Abstract

Sixty patients less than 35 years with a first Q wave acute myocardial infarction were prospectively studied to evaluate their features, risk factors and evidence of any viral infection. Typical chest pain was present in 98.3% with Q waves and ST segment elevation in all. None had hypotension or cardiogenic shock. Smoking was the most common risk factor (81.7%). Mean total cholesterol was 5.74 (±1.42) mmol/l. History of a viral illness was present in 28.3%, severe emotional stress in 21.7% and exhausting physical activity in 18.3%. Mean left ventricular diastolic and end systolic volumes were increased (90.11±22.5 ml/m 2) and (46.62±20.46 ml/m 2), respectively. The ejection fraction was depressed (49.71±1.6%). Triple vessel disease was seen only in 6.8 and 26.7% had insignificant or no coronary artery disease.

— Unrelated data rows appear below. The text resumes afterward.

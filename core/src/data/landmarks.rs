//! Landmark catalog.
//!
//! Static reference content shown in the Explore grid and the travel
//! screens. No referential integrity is enforced between travel history
//! records and this table; history keeps its own denormalized names.

/// One landmark entry
pub struct Landmark {
    pub id: &'static str,
    pub name: &'static str,
    pub location: &'static str,
    pub category: &'static str,
    pub era: &'static str,
    pub image_url: &'static str,
    pub description: &'static str,
    pub rating: f32,
    pub historical_facts: &'static [&'static str],
    pub future_predictions: &'static [&'static str],
}

/// Category filter chips shown on the Explore tab.
pub static CATEGORIES: &[&str] = &["All", "Ancient", "Modern", "Natural", "Religious", "Urban"];

pub static LANDMARKS: &[Landmark] = &[
    Landmark {
        id: "1",
        name: "Kaaba",
        location: "Makkah, Saudi Arabia",
        category: "Religious",
        era: "Ancient",
        image_url: "https://images.unsplash.com/photo-1591604129939-f1efa4d9f7fa?w=800",
        description: "The most sacred site in Islam, the Kaaba is a cuboid building at the \
                      center of Islam's most important mosque, the Masjid al-Haram.",
        rating: 5.0,
        historical_facts: &[
            "Built by Prophet Ibrahim (Abraham) and his son Ismail around 2000 BCE",
            "Has been rebuilt several times throughout history",
            "The Black Stone dates back to the time of Adam and Eve",
        ],
        future_predictions: &[
            "Advanced crowd management with AI-powered systems",
            "Holographic guidance for pilgrims",
            "Climate-controlled expanded prayer areas",
        ],
    },
    Landmark {
        id: "2",
        name: "Pyramids of Giza",
        location: "Cairo, Egypt",
        category: "Ancient",
        era: "Ancient",
        image_url: "https://images.unsplash.com/photo-1539650116574-8efeb43e2750?w=800",
        description: "The last surviving wonder of the ancient world, built as tombs for \
                      pharaohs over 4,500 years ago.",
        rating: 4.9,
        historical_facts: &[
            "Built around 2560 BCE during the Fourth Dynasty",
            "Originally covered in smooth white limestone",
            "Aligned precisely with cardinal directions",
        ],
        future_predictions: &[
            "Underground chambers revealed by quantum scanning",
            "Protective energy shields against erosion",
            "Virtual time-travel experiences inside pyramids",
        ],
    },
    Landmark {
        id: "3",
        name: "Colosseum",
        location: "Rome, Italy",
        category: "Ancient",
        era: "Classical",
        image_url: "https://images.unsplash.com/photo-1552832230-c0197dd311b5?w=800",
        description: "The largest amphitheatre ever built, a symbol of Imperial Rome's power \
                      and engineering prowess.",
        rating: 4.8,
        historical_facts: &[
            "Completed in 80 AD under Emperor Titus",
            "Could hold 50,000 to 80,000 spectators",
            "Featured elaborate underground passages and elevators",
        ],
        future_predictions: &[
            "Fully restored with self-healing materials",
            "Holographic gladiator shows",
            "Anti-gravity viewing platforms",
        ],
    },
    Landmark {
        id: "4",
        name: "Eiffel Tower",
        location: "Paris, France",
        category: "Modern",
        era: "Industrial",
        image_url: "https://images.unsplash.com/photo-1511739001486-6bfe10ce785f?w=800",
        description: "Iron lattice tower built in 1889, became a global cultural icon of \
                      France.",
        rating: 4.7,
        historical_facts: &[
            "Built for the 1889 World's Fair",
            "Was the world's tallest structure until 1930",
            "Originally intended to be temporary",
        ],
        future_predictions: &[
            "Solar panel coating generating city power",
            "Vertical gardens and air purification systems",
            "Teleportation hub at the top",
        ],
    },
    Landmark {
        id: "5",
        name: "Statue of Liberty",
        location: "New York, USA",
        category: "Modern",
        era: "Industrial",
        image_url: "https://images.unsplash.com/photo-1503572327579-b5c6afe5c5c5?w=800",
        description: "A symbol of freedom and democracy, gifted by France to the United \
                      States in 1886.",
        rating: 4.6,
        historical_facts: &[
            "Designed by Frédéric Auguste Bartholdi",
            "Internal structure by Gustave Eiffel",
            "Copper statue turned green due to oxidation",
        ],
        future_predictions: &[
            "Rising sea walls protecting from climate change",
            "Interactive holographic museum inside",
            "Energy-generating torch powering Manhattan",
        ],
    },
    Landmark {
        id: "6",
        name: "Taj Mahal",
        location: "Agra, India",
        category: "Religious",
        era: "Medieval",
        image_url: "https://images.unsplash.com/photo-1564507592333-c60657eea523?w=800",
        description: "A white marble mausoleum built by Mughal emperor Shah Jahan in memory \
                      of his wife Mumtaz Mahal.",
        rating: 4.9,
        historical_facts: &[
            "Built between 1632 and 1653",
            "Combines Islamic, Persian, and Indian architecture",
            "Changes color throughout the day",
        ],
        future_predictions: &[
            "Self-cleaning nano-coating preserving marble",
            "Augmented reality showing original gardens",
            "Atmospheric dome protecting from pollution",
        ],
    },
    Landmark {
        id: "7",
        name: "Great Wall of China",
        location: "Beijing, China",
        category: "Ancient",
        era: "Ancient",
        image_url: "https://images.unsplash.com/photo-1508804185872-d7badad00f7d?w=800",
        description: "A series of fortifications built across the historical northern \
                      borders of ancient Chinese states.",
        rating: 4.8,
        historical_facts: &[
            "Construction began in 7th century BC",
            "Total length over 21,000 kilometers",
            "Visible from space is a myth",
        ],
        future_predictions: &[
            "Solar panel integration along entire length",
            "Maglev transportation system on top",
            "Living wall with vertical forests",
        ],
    },
    Landmark {
        id: "8",
        name: "Burj Khalifa",
        location: "Dubai, UAE",
        category: "Modern",
        era: "Contemporary",
        image_url: "https://images.unsplash.com/photo-1582672060674-bc2bd808a8b5?w=800",
        description: "The world's tallest building, a symbol of Dubai's rapid development \
                      and ambition.",
        rating: 4.7,
        historical_facts: &[
            "Completed in 2010",
            "Stands at 828 meters (2,717 feet)",
            "Has the world's highest observation deck",
        ],
        future_predictions: &[
            "Extended to reach low Earth orbit",
            "Self-sustaining vertical city",
            "Weather control systems at the top",
        ],
    },
];
#![allow(non_snake_case)]

mod app;
mod components;
mod state;

use tracing_subscriber::{
    EnvFilter,
    fmt::{self, format::FmtSpan},
    layer::SubscriberExt,
    util::SubscriberInitExt,
};

fn main() {
    init_logging();
    dioxus::launch(app::App);
}

/// Initialize stdout logging.
///
/// INFO+ by default; `DEBUG_LOGGING=1` enables debug output for the
/// workspace crates.
fn init_logging() {
    let debug_logging = std::env::var("DEBUG_LOGGING").is_ok();

    let stdout_layer = fmt::layer()
        .with_writer(std::io::stdout)
        .with_target(true)
        .with_span_events(FmtSpan::NONE);

    let filter_directive = if debug_logging {
        "info,app_ui=debug,chronolens_core=debug"
    } else {
        "info"
    };

    tracing_subscriber::registry()
        .with(stdout_layer)
        .with(EnvFilter::new(filter_directive))
        .init();

    tracing::info!(debug_logging, "ChronoLens logging initialized");
}
//! Learn tab: Time Academy lessons and quizzes.

use chronolens_core::data::{LESSONS, QUIZZES};
use dioxus::prelude::*;

#[derive(Debug, Clone, Copy, PartialEq, Eq)]
enum LearnTab {
    Lessons,
    Quizzes,
}

/// Placeholder until quiz progress is wired up to scoring.
const USER_POINTS: u32 = 250;

#[component]
pub fn LearnScreen() -> Element {
    let mut selected_tab = use_signal(|| LearnTab::Lessons);
    let tab = selected_tab();

    rsx! {
        div { class: "learn-screen",
            header { class: "screen-header row",
                div {
                    h1 { "Time Academy" }
                    p { class: "subtitle", "Learn about past & future" }
                }
                div { class: "points-badge",
                    i { class: "fa-solid fa-award" }
                    span { "{USER_POINTS}" }
                }
            }

            div { class: "mode-toggle",
                button {
                    class: if tab == LearnTab::Lessons { "mode-button active" } else { "mode-button" },
                    onclick: move |_| selected_tab.set(LearnTab::Lessons),
                    i { class: "fa-solid fa-book-open" }
                    span { " Lessons" }
                }
                button {
                    class: if tab == LearnTab::Quizzes { "mode-button active" } else { "mode-button" },
                    onclick: move |_| selected_tab.set(LearnTab::Quizzes),
                    i { class: "fa-solid fa-brain" }
                    span { " Quizzes" }
                }
            }

            if tab == LearnTab::Lessons {
                div { class: "featured-card",
                    i { class: "fa-solid fa-lightbulb" }
                    div { class: "featured-content",
                        span { class: "featured-title", "Today's Discovery" }
                        span { class: "featured-text",
                            "How climate change will reshape coastal cities by 2100"
                        }
                    }
                }

                div { class: "lesson-list",
                    for lesson in LESSONS.iter() {
                        div { class: "lesson-card", key: "{lesson.id}",
                            div { class: "lesson-icon",
                                i { class: "fa-solid fa-book-open" }
                            }
                            div { class: "lesson-content",
                                span { class: "lesson-title", "{lesson.title}" }
                                span { class: "lesson-description", "{lesson.description}" }
                                div { class: "lesson-meta",
                                    span { class: "lesson-duration", "{lesson.duration}" }
                                    span { class: "difficulty-badge", "{lesson.difficulty}" }
                                }
                            }
                            i { class: "fa-solid fa-chevron-right" }
                        }
                    }
                }
            } else {
                div { class: "quiz-header",
                    h3 { "Test Your Knowledge" }
                    p { "Complete quizzes to earn points and unlock premium content" }
                }

                div { class: "quiz-list",
                    for quiz in QUIZZES.iter() {
                        {
                            let locked = quiz.locked;
                            rsx! {
                                div {
                                    key: "{quiz.id}",
                                    class: if locked { "quiz-card locked" } else { "quiz-card" },
                                    div { class: "quiz-icon",
                                        if locked {
                                            i { class: "fa-solid fa-lock" }
                                        } else {
                                            i { class: "fa-solid fa-brain" }
                                        }
                                    }
                                    div { class: "quiz-content",
                                        span { class: "quiz-title", "{quiz.title}" }
                                        span { class: "quiz-meta",
                                            "{quiz.questions} questions · {quiz.points} points"
                                        }
                                        if let Some(required) = quiz.required_points {
                                            span { class: "quiz-locked-hint",
                                                "Requires {required} points"
                                            }
                                        }
                                    }
                                }
                            }
                        }
                    }
                }
            }
        }
    }
}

Left anterior descending artery was most frequently involved (66%). None had left main involvement. Coronary ectasia was present in 11.7%, intracoronary thrombus in 28.3% and 40% had collaterals. Patients with no significant disease had no diabetes, a smaller number had a raised total cholesterol or smoked and had a lower ejection fraction. Patients from the Indian subcontinent who had fewer conventional risk factors, had more severe disease than those from the Arab world suggesting that other etiological factors need investigation.